I'm running a basic node server on a Macbook Pro. If the server starts getting multiple newdataFromClient one after another, will it start handling each on separate threads and when it runs out of threads it will start stacking them up in order?

I assume that my server will crash anyway if it can't handle too many calls but that's a separate issue.

Here I'm only interested in the order of the server responses.

CodePudding user response:

socket.io events will arrive in the order they were sent from the server. The underlying transport here is TCP which keeps packets in order.

Now, if the server itself is handling the individual arriving requests and in its processing to send a result, it has asynchronous operations, there may be no guarantee on the server for what order it will send the responses. In fact, it is likely that the completion order on the server is unpredictable.

Will the results be sent back in order or is whichever one finishes faster the one that will be sent back first ?

Whichever one finishes first on the server and sends a message back is the one that will be received first in the client. These are independent messages that simply go on the transport en-route to the client whenever they are emitted at the server. And the TCP transport which underlies the webSocket protocol which underlies the socket.io engine will keep these packets in the order they were originally sent from the server.


Ack feature in socket.io

socket.io does have a means of getting a specific "ack" back from a specific message.
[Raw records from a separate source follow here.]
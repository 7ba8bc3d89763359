//! Scoped wall-clock timing.
//!
//! `ScopedTimer` measures from construction until it is finished or dropped
//! and logs the elapsed milliseconds, tagged with an optional name. The GPU
//! timer in `gpu::timer` reports in the same format.

use std::time::Instant;

/// Format an elapsed time the way every timer in this crate reports it.
pub fn format_elapsed(name: Option<&str>, ms: f64) -> String {
    match name {
        Some(name) => format!("{name}: {ms:.2} ms"),
        None => format!("{ms:.2} ms"),
    }
}

pub struct ScopedTimer {
    name: Option<String>,
    start: Option<Instant>,
}

impl ScopedTimer {
    /// Start timing. A disabled timer records nothing and reports nothing.
    pub fn start(name: Option<&str>, enabled: bool) -> Self {
        Self {
            name: name.map(str::to_owned),
            start: enabled.then(Instant::now),
        }
    }

    pub fn is_enabled(&self) -> bool {
        self.start.is_some()
    }

    /// Stop, log, and return the elapsed milliseconds (`None` when disabled).
    pub fn finish(mut self) -> Option<f64> {
        self.report()
    }

    fn report(&mut self) -> Option<f64> {
        let start = self.start.take()?;
        let ms = start.elapsed().as_secs_f64() * 1000.0;
        log::info!("{}", format_elapsed(self.name.as_deref(), ms));
        Some(ms)
    }
}

impl Drop for ScopedTimer {
    fn drop(&mut self) {
        self.report();
    }
}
If you look at the socket.emit() doc, you will see that one of the optional arguments is an ack callback. That can be used (in conjunction with the server sending an ack response) to get a specific response to this specific message. For the details on how to implement, see both the client and server-side doc for that "ack" feature.

Absent using that built-in feature, you would have to build your own messageID based system so you can match a given response coming back from the server to the original request (that's what the "ack" feature does internally) because socket.io is not natively a request/response protocol (it's a message protocol).